TODAY President Clinton is in Seattle meeting with leaders of the Asia-Pacific Economic Cooperation (APEC). Though relatively unknown, APEC's membership encompasses half the world's output of goods and services and about 40 percent of the world's trade.
At APEC, the media will focus on the economic dynamism of the Pacific rim and on the US trade deficit with Japan and China.
As we debate issues of rice, semiconductors, and cars, however, we should remind ourselves of an arena where the United States holds an unchallenged surplus with Asia - and with the rest of the world. That commodity is foreign students.
Foreign students spend more than $6 billion in the US every year. East Asian and Pacific students alone spend $3 billion. Department of Commerce figures show that expenditures by foreign students have been increasing $500 million a year. By any measure, foreign study at American colleges and universities is a growth industry.
Such growth is not trivial, even in a trillion-dollar economy. It rivals or outstrips big-league US exports like wheat, soybean, corn coal, and lumber - even if it can't match export superstars like aircraft and computers.
In the 1992-93 academic year, 214,535 students from East Asia and the Pacific studied in the US. They were 48 percent of the 419,585 foreigners studying here - and the largest segment of foreign students in any country. Eight of the top 10 places of origin for foreign students are in Pacific Asia: China, Japan, Taiwan, Korea, Hong Kong, Malaysia, Indonesia, and Thailand.
Of course, the significance of foreign students in the US is greater and more interesting than their immediate contribution to our economy. Students flock here for one simple reason: US colleges and universities offer a combination of size, scope, and caliber of educational opportunity that is unmatched.
Although their interests are as varied as those of American students, their fields of study are focused mainly on business and management (20.1 percent) and engineering (17.7 percent). The next most popular area is physical and life sciences (8.8) followed by mathematics and computer science (8.7 percent), the fine arts (5.1), health sciences (4.1), humanities (3.8), and agriculture (2).

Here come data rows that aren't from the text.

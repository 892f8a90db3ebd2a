//! Types shared across the gateway crates

mod error;
mod fingerprint;
mod secret;

pub use error::{Error, Result};
pub use fingerprint::fingerprint;
pub use secret::Secret;
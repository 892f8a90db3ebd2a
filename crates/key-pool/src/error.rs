//! Error types for pool operations

/// Errors from pool operations.
#[derive(Debug, thiserror::Error)]
pub enum Error {
    /// No alive key exists.
    #[error("pool exhausted: no alive keys")]
    PoolExhausted,

    /// Every claim attempt lost to a concurrent caller.
    #[error("key pool contention: gave up after {0} conflicting claims")]
    Contention(u32),

    #[error("invalid key: {0}")]
    InvalidKey(String),

    #[error(transparent)]
    Store(#[from] keystore::Error),
}

/// Result alias for pool operations.
pub type Result<T> = std::result::Result<T, Error>;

What foreign and American students learn from each other may be intangible; but it is of no less importance. Foreign students bring to the US vitality, energy, and new ideas. In turn, they experience the debate, tumult, and freedom of a democratic, ethnically diverse, free-market society.
They discover that the US is more than the sum of heavy metal and rap music, television sitcoms, and violent Hollywood films. We may be the nation of Madonna and Homer Simpson, but we are also the nation of Toni Morrison and I.M. Pei. We may export MTV, but we also export cutting-edge computer technology and the Boeing 777.

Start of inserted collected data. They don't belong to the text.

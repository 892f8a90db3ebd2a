//! Persisted key record

use std::fmt;

use serde::{Deserialize, Serialize};

/// Insertion-ordered identifier of a key. Defines rotation order.
#[derive(Debug, Clone, Copy, PartialEq, Eq, PartialOrd, Ord, Hash, Serialize, Deserialize)]
#[serde(transparent)]
pub struct KeyId(pub u64);

impl fmt::Display for KeyId {
    fn fmt(&self, f: &mut fmt::Formatter<'_>) -> fmt::Result {
        write!(f, "{}", self.0)
    }
}

/// One API key in the pool.
///
/// `last_used` is the unix millisecond timestamp of the most recent
/// acquisition and also serves as the optimistic-concurrency version: a claim
/// only succeeds if the stored value still equals what the claimant read.
#[derive(Clone, PartialEq, Eq, Serialize, Deserialize)]
pub struct KeyRecord {
    pub id: KeyId,
    pub value: String,
    #[serde(default = "default_alive")]
    pub alive: bool,
    #[serde(default)]
    pub last_used: u64,
}

fn default_alive() -> bool {
    true
}

impl KeyRecord {
    /// Fingerprint of the key value, safe for logs.
    pub fn fingerprint(&self) -> String {
        common::fingerprint(&self.value)
    }
}

impl fmt::Debug for KeyRecord {
    fn fmt(&self, f: &mut fmt::Formatter<'_>) -> fmt::Result {
        f.debug_struct("KeyRecord")
            .field("id", &self.id)
            .field("key", &self.fingerprint())
            .field("alive", &self.alive)
            .field("last_used", &self.last_used)
            .finish()
    }
}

For thousands of individuals from other nations, the experience of living and learning in the US lasts a lifetime. Foreign students may not leave uncritical of America or less committed to bettering their own societies. But most return home imbued not simply with the values of democracy, but also with a deeper understanding of the fundamental interconnectedness and richness of the modern world.
They carry their American experiences with them into the future as they move into positions of influence and leadership.
The value of educational exchange can be seen in the APEC meeting in Seattle.
Representatives of the 15 APEC members are holding their fifth ministerial meeting to hammer out a framework for trade and investment liberalization. On Saturday, Mr. Clinton will meet with Asian and Pacific leaders on Black Island in Puget Sound, in an informal setting designed to encourage reflection and candor.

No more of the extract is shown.